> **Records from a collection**
+ + + + +
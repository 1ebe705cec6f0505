//! Momentum indicators: MACD.

use crate::common::{has_enough_data, undefined_vec};
use crate::error::ChartError;
use crate::series::DerivedSeries;

/// MACD output bundle, aligned with the input series.
///
/// Histogram sign is per-bar data: the renderer colors positive and
/// negative bars differently.
#[derive(Debug, Clone, PartialEq)]
pub struct MacdOutput {
    pub macd: DerivedSeries,
    pub signal: DerivedSeries,
    pub histogram: DerivedSeries,
}

/// MACD - Moving Average Convergence Divergence
///
/// # Formula
/// MACD Line   = EMA(fast) - EMA(slow)
/// Signal Line = EMA(MACD Line, signal)
/// Histogram   = MACD Line - Signal Line
///
/// Both EMAs are seeded at the slow period index (matches TA-Lib): the
/// slow EMA from the SMA of the first `slow` values, the fast EMA from
/// the SMA of the `fast` values ending there. The signal line is
/// seeded from the SMA of the first `signal` MACD values.
///
/// # Errors
/// `InvalidParameter` when any period is `< 1` or `fast >= slow`.
/// A series shorter than `slow` yields all-undefined output instead.
pub fn macd(
    closes: &[f64],
    fast: usize,
    slow: usize,
    signal: usize,
) -> Result<MacdOutput, ChartError> {
    if fast < 1 || slow < 1 || signal < 1 {
        return Err(ChartError::InvalidParameter(format!(
            "MACD periods must be >= 1, got fast {fast}, slow {slow}, signal {signal}"
        )));
    }
    if fast >= slow {
        return Err(ChartError::InvalidParameter(format!(
            "MACD fast period {fast} must be below slow period {slow}"
        )));
    }

    let n = closes.len();
    let mut macd_line = undefined_vec(n);
    let mut signal_line = undefined_vec(n);
    let mut histogram = undefined_vec(n);
    if !has_enough_data(n, slow) {
        return Ok(MacdOutput {
            macd: macd_line,
            signal: signal_line,
            histogram,
        });
    }

    let slow_start = slow - 1;
    let fast_k = 2.0 / (fast as f64 + 1.0);
    let slow_k = 2.0 / (slow as f64 + 1.0);

    let mut fast_ema: f64 = closes[(slow - fast)..slow].iter().sum::<f64>() / fast as f64;
    let mut slow_ema: f64 = closes[..slow].iter().sum::<f64>() / slow as f64;
    macd_line[slow_start] = Some(fast_ema - slow_ema);

    for i in slow..n {
        fast_ema = (closes[i] - fast_ema) * fast_k + fast_ema;
        slow_ema = (closes[i] - slow_ema) * slow_k + slow_ema;
        macd_line[i] = Some(fast_ema - slow_ema);
    }

    // Signal line, seeded from the first `signal` MACD values
    let signal_k = 2.0 / (signal as f64 + 1.0);
    let signal_start = slow_start + signal - 1;
    if signal_start < n {
        let seed: f64 = macd_line[slow_start..=signal_start]
            .iter()
            .flatten()
            .sum::<f64>()
            / signal as f64;
        let mut prev = seed;
        signal_line[signal_start] = Some(prev);
        for i in (signal_start + 1)..n {
            if let Some(m) = macd_line[i] {
                prev = (m - prev) * signal_k + prev;
                signal_line[i] = Some(prev);
            }
        }
    }

    for i in 0..n {
        if let (Some(m), Some(s)) = (macd_line[i], signal_line[i]) {
            histogram[i] = Some(m - s);
        }
    }

    Ok(MacdOutput {
        macd: macd_line,
        signal: signal_line,
        histogram,
    })
}

#[cfg(test)]
mod tests {
    use super::*;

    const EPSILON: f64 = 1e-10;

    fn assert_approx_eq(a: Option<f64>, b: f64) {
        let a = a.expect("value should be defined");
        assert!((a - b).abs() < EPSILON, "Values differ: {} vs {}", a, b);
    }

    #[test]
    fn test_macd_warmup_boundaries() {
        let closes: Vec<f64> = (1..=40).map(|x| x as f64).collect();
        let output = macd(&closes, 3, 6, 4).unwrap();

        // MACD line defined from the slow index
        assert_eq!(output.macd[4], None);
        assert!(output.macd[5].is_some());
        // Signal seeded `signal - 1` points later
        assert_eq!(output.signal[7], None);
        assert!(output.signal[8].is_some());
        // Histogram follows the signal line
        assert_eq!(output.histogram[7], None);
        assert!(output.histogram[8].is_some());
    }

    #[test]
    fn test_macd_seed_values() {
        let closes = vec![1.0, 2.0, 3.0, 4.0, 5.0, 6.0, 7.0, 8.0];
        let output = macd(&closes, 2, 4, 3).unwrap();

        // Slow seed: SMA of [1,2,3,4] = 2.5; fast seed: SMA of [3,4] = 3.5
        assert_approx_eq(output.macd[3], 3.5 - 2.5);
    }

    #[test]
    fn test_histogram_identity() {
        let closes: Vec<f64> = (0..60)
            .map(|x| 100.0 + (x as f64 * 0.7).sin() * 10.0)
            .collect();
        let output = macd(&closes, 12, 26, 9).unwrap();

        for i in 0..closes.len() {
            match (output.histogram[i], output.macd[i], output.signal[i]) {
                (Some(h), Some(m), Some(s)) => assert_eq!(h, m - s),
                (None, _, _) => {}
                other => panic!("histogram defined without inputs: {:?}", other),
            }
        }
    }

    #[test]
    fn test_macd_short_input_all_undefined() {
        let closes = vec![1.0, 2.0, 3.0];
        let output = macd(&closes, 12, 26, 9).unwrap();
        assert!(output.macd.iter().all(|x| x.is_none()));
        assert!(output.signal.iter().all(|x| x.is_none()));
        assert!(output.histogram.iter().all(|x| x.is_none()));
    }

    #[test]
    fn test_macd_rejects_bad_parameters() {
        let closes = vec![1.0; 50];
        assert!(macd(&closes, 26, 12, 9).is_err()); // fast >= slow
        assert!(macd(&closes, 12, 12, 9).is_err());
        assert!(macd(&closes, 0, 26, 9).is_err());
        assert!(macd(&closes, 12, 26, 0).is_err());
    }

    #[test]
    fn test_macd_output_lengths_match_input() {
        let closes: Vec<f64> = (1..=50).map(|x| x as f64).collect();
        let output = macd(&closes, 12, 26, 9).unwrap();
        assert_eq!(output.macd.len(), 50);
        assert_eq!(output.signal.len(), 50);
        assert_eq!(output.histogram.len(), 50);
    }
}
+ + + + +
> **Aim of the exercise**
When a line of the records includes "EPSILON", that line belongs in the answer.

> **Response to this exercise**
    const EPSILON: f64 = 1e-10;
        assert!((a - b).abs() < EPSILON, "Values differ: {} vs {}", a, b);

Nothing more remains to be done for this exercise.